_Exercise_. Each line in the data holding "enter" should be listed.

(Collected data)
--- START ---

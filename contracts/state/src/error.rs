use modvalidation_interface::ModuleError;
use prost::DecodeError;
use thiserror::Error;

/// Error types related to persisted records.
#[derive(Error, Debug, Clone, PartialEq, Eq)]
pub enum StateError {
    /// A stored record no longer decodes
    #[error("stored {record} record is corrupted: {source}")]
    CorruptedRecord {
        record: &'static str,
        #[source]
        source: DecodeError,
    },
}

impl StateError {
    pub fn code(&self) -> u32 {
        match self {
            StateError::CorruptedRecord { .. } => 2000,
        }
    }
}

impl From<StateError> for ModuleError {
    fn from(e: StateError) -> Self {
        ModuleError::reverted(e.code(), e.to_string())
    }
}
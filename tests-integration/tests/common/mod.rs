//! Common test utilities for account-level tests
//!
//! `Chain` plays the host for a single smart account with the any-operation
//! validator installed, plus a token contract. Authority checks against the
//! account are answered the way an account contract does: the installed
//! validator is asked whether the operation being applied is valid, and an
//! account without a validator falls back to the transaction signature.

#![allow(dead_code)]

use modvalidation_any::{AllowArgs, EntryPoint, ModValidationAny, SkipEntryPointArgs};
use modvalidation_interface::{
    entry_point_selector, AuthorizationType, Host, IsValidOperationArgs, IsValidOperationResult,
    MemoryHost, Operation, Scope, Space,
};
use prost::Message;

pub const TRANSFER_ENTRY_POINT: u32 = 0x27f5_76ca;
pub const INITIAL_BALANCE: u32 = 123;

const VALIDATOR_KEY: &[u8] = b"validator";

/// Arguments of the token's `transfer`.
#[derive(Clone, PartialEq, Eq, Message)]
pub struct TransferArgs {
    #[prost(bytes = "vec", tag = "1")]
    pub from: Vec<u8>,
    #[prost(bytes = "vec", tag = "2")]
    pub to: Vec<u8>,
    #[prost(uint32, tag = "3")]
    pub value: u32,
}

/// Outcome of a submitted transaction.
#[derive(Debug, Clone, Default)]
pub struct Receipt {
    pub logs: Vec<String>,
    pub error: Option<String>,
}

impl Receipt {
    pub fn is_reverted(&self) -> bool {
        self.error.is_some()
    }

    pub fn has_log(&self, line: &str) -> bool {
        self.logs.iter().any(|log| log == line)
    }
}

pub struct Chain {
    host: MemoryHost,
    module: ModValidationAny,
    pub module_id: Vec<u8>,
    pub account_id: Vec<u8>,
    pub token_id: Vec<u8>,
    /// Operation currently being applied
    current: Option<Operation>,
    frames: Vec<(Vec<u8>, Vec<u8>)>,
    signed_by_account: bool,
}

impl Chain {
    pub fn new() -> anyhow::Result<Self> {
        let mut chain = Self {
            host: MemoryHost::default(),
            module: ModValidationAny::new(),
            module_id: random_id(),
            account_id: random_id(),
            token_id: random_id(),
            current: None,
            frames: Vec::new(),
            signed_by_account: false,
        };

        let account_id = chain.account_id.clone();
        chain.set_balance(&account_id, INITIAL_BALANCE);

        let receipt = chain.send(vec![chain.install_module_op(Scope::default_scope())]);
        anyhow::ensure!(!receipt.is_reverted(), "install failed: {:?}", receipt.error);
        Ok(chain)
    }

    /// Applies `operations` as one transaction signed by the account. Any
    /// failing operation reverts the whole transaction.
    pub fn send(&mut self, operations: Vec<Operation>) -> Receipt {
        self.host.take_logs();
        self.host.begin_transaction(random_tx_id());
        self.signed_by_account = true;

        let mut error = None;
        for operation in &operations {
            if let Err(e) = self.apply(operation) {
                tracing::debug!(operation = %operation, error = %e, "operation failed");
                error = Some(e.to_string());
                break;
            }
        }

        self.signed_by_account = false;
        self.current = None;
        if error.is_some() {
            self.host.abort_transaction();
        } else {
            self.host.commit_transaction();
        }

        Receipt {
            logs: self.host.take_logs(),
            error,
        }
    }

    /// Read-only call on the module outside of any transaction.
    pub fn query<M: Message + Default>(&mut self, entry_point: EntryPoint) -> anyhow::Result<M> {
        self.enter(self.module_id.clone(), Vec::new());
        let module = self.module;
        let result = module.call(self, entry_point.selector(), &[]);
        self.leave();
        Ok(M::decode(result?.as_slice())?)
    }

    pub fn balance_of(&self, owner: &[u8]) -> u32 {
        self.host
            .get_object(&self.token_space(), owner)
            .and_then(|bytes| <[u8; 4]>::try_from(bytes).ok())
            .map(u32::from_le_bytes)
            .unwrap_or(0)
    }

    pub fn transfer_op(&self, to: &[u8], value: u32) -> Operation {
        let args = TransferArgs {
            from: self.account_id.clone(),
            to: to.to_vec(),
            value,
        };
        Operation::new(self.token_id.clone(), TRANSFER_ENTRY_POINT, args.encode_to_vec())
    }

    pub fn allow_op(&self, operation: &Operation) -> Operation {
        let args = AllowArgs::for_user(self.account_id.clone(), operation.clone());
        self.module_op(EntryPoint::Allow, args.encode_to_vec())
    }

    pub fn add_skip_op(&self, entry_point: u32) -> Operation {
        let args = SkipEntryPointArgs::new(entry_point);
        self.module_op(EntryPoint::AddSkipEntryPoint, args.encode_to_vec())
    }

    pub fn is_valid_op(&self, operation: &Operation) -> Operation {
        let args = IsValidOperationArgs {
            operation: operation.clone(),
        };
        self.module_op(EntryPoint::IsValidOperation, args.encode_to_vec())
    }

    pub fn install_module_op(&self, scope: Scope) -> Operation {
        Operation::new(
            self.account_id.clone(),
            entry_point_selector("install_module"),
            scope.encode_to_vec(),
        )
    }

    pub fn uninstall_module_op(&self) -> Operation {
        Operation::new(
            self.account_id.clone(),
            entry_point_selector("uninstall_module"),
            Vec::new(),
        )
    }

    fn module_op(&self, entry_point: EntryPoint, args: Vec<u8>) -> Operation {
        Operation::new(self.module_id.clone(), entry_point.selector(), args)
    }

    fn apply(&mut self, operation: &Operation) -> anyhow::Result<()> {
        self.current = Some(operation.clone());

        if operation.contract_id == self.module_id {
            self.enter(self.module_id.clone(), self.account_id.clone());
            let module = self.module;
            let result = module.call(self, operation.entry_point, &operation.args);
            self.leave();
            result?;
            Ok(())
        } else if operation.contract_id == self.token_id {
            self.token_call(operation)
        } else if operation.contract_id == self.account_id {
            self.account_call(operation)
        } else {
            anyhow::bail!("unknown contract {}", operation)
        }
    }

    fn token_call(&mut self, operation: &Operation) -> anyhow::Result<()> {
        anyhow::ensure!(
            operation.entry_point == TRANSFER_ENTRY_POINT,
            "unknown token entry point {}",
            operation.entry_point
        );
        let args = TransferArgs::decode(operation.args.as_slice())?;

        self.enter(self.token_id.clone(), self.account_id.clone());
        let authorized = self.check_authority(AuthorizationType::ContractCall, &args.from);
        self.leave();
        anyhow::ensure!(authorized, "from has not authorized transfer");

        let from_balance = self.balance_of(&args.from);
        anyhow::ensure!(from_balance >= args.value, "insufficient balance");
        let to_balance = self.balance_of(&args.to);
        self.set_balance(&args.from, from_balance - args.value);
        self.set_balance(&args.to, to_balance + args.value);
        Ok(())
    }

    fn account_call(&mut self, operation: &Operation) -> anyhow::Result<()> {
        let account_id = self.account_id.clone();
        anyhow::ensure!(
            self.check_authority(AuthorizationType::ContractCall, &account_id),
            "account has not authorized {}",
            operation
        );

        let space = Space::contract(&account_id, 0);
        if operation.entry_point == entry_point_selector("install_module") {
            let scope = Scope::decode(operation.args.as_slice())?;
            self.host.put_object(&space, VALIDATOR_KEY, &scope.encode_to_vec());

            self.enter(self.module_id.clone(), account_id);
            let module = self.module;
            let result = module.call(self, EntryPoint::OnInstall.selector(), &[]);
            self.leave();
            result?;
        } else if operation.entry_point == entry_point_selector("uninstall_module") {
            self.host.remove_object(&space, VALIDATOR_KEY);
        } else {
            anyhow::bail!("unknown account entry point {}", operation.entry_point);
        }
        Ok(())
    }

    /// Scope the installed validator was registered with.
    fn validator_scope(&self) -> Option<Scope> {
        self.host
            .get_object(&Space::contract(&self.account_id, 0), VALIDATOR_KEY)
            .and_then(|bytes| Scope::decode(bytes.as_slice()).ok())
    }

    fn validate(&mut self, operation: Operation) -> bool {
        self.enter(self.module_id.clone(), self.account_id.clone());
        let module = self.module;
        let result = module.call(
            self,
            EntryPoint::IsValidOperation.selector(),
            &IsValidOperationArgs { operation }.encode_to_vec(),
        );
        self.leave();

        result
            .ok()
            .and_then(|output| IsValidOperationResult::decode(output.as_slice()).ok())
            .map(|result| result.value)
            .unwrap_or(false)
    }

    fn enter(&mut self, contract_id: Vec<u8>, caller: Vec<u8>) {
        self.frames
            .push((self.host.contract_id(), self.host.caller()));
        self.host.set_contract_id(contract_id);
        self.host.set_caller(caller);
    }

    fn leave(&mut self) {
        if let Some((contract_id, caller)) = self.frames.pop() {
            self.host.set_contract_id(contract_id);
            self.host.set_caller(caller);
        }
    }

    fn token_space(&self) -> Space {
        Space::contract(&self.token_id, 0)
    }

    fn set_balance(&mut self, owner: &[u8], value: u32) {
        let space = self.token_space();
        self.host.put_object(&space, owner, &value.to_le_bytes());
    }
}

impl Host for Chain {
    fn contract_id(&self) -> Vec<u8> {
        self.host.contract_id()
    }

    fn caller(&self) -> Vec<u8> {
        self.host.caller()
    }

    fn transaction_id(&self) -> Option<Vec<u8>> {
        self.host.transaction_id()
    }

    fn check_authority(&mut self, kind: AuthorizationType, account: &[u8]) -> bool {
        if kind != AuthorizationType::ContractCall || account != self.account_id.as_slice() {
            return self.host.check_authority(kind, account);
        }

        let Some(operation) = self.current.clone() else {
            return false;
        };
        match self.validator_scope() {
            Some(scope)
                if scope.entry_point == Scope::DEFAULT_ENTRY_POINT
                    || scope.entry_point == operation.entry_point =>
            {
                self.validate(operation)
            },
            _ => self.signed_by_account,
        }
    }

    fn get_object(&self, space: &Space, key: &[u8]) -> Option<Vec<u8>> {
        self.host.get_object(space, key)
    }

    fn put_object(&mut self, space: &Space, key: &[u8], value: &[u8]) {
        self.host.put_object(space, key, value)
    }

    fn remove_object(&mut self, space: &Space, key: &[u8]) {
        self.host.remove_object(space, key)
    }

    fn log(&mut self, message: &str) {
        self.host.log(message)
    }
}

/// Setup a chain with the validator installed on the account
pub fn setup_chain() -> anyhow::Result<Chain> {
    Chain::new()
}

pub fn random_id() -> Vec<u8> {
    rand::random::<[u8; 25]>().to_vec()
}

pub fn random_tx_id() -> Vec<u8> {
    rand::random::<[u8; 32]>().to_vec()
}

--- END ---

_Result_.
        self.enter(self.module_id.clone(), Vec::new());
            self.enter(self.module_id.clone(), self.account_id.clone());
        self.enter(self.token_id.clone(), self.account_id.clone());
            self.enter(self.module_id.clone(), account_id);
        self.enter(self.module_id.clone(), self.account_id.clone());
    fn enter(&mut self, contract_id: Vec<u8>, caller: Vec<u8>) {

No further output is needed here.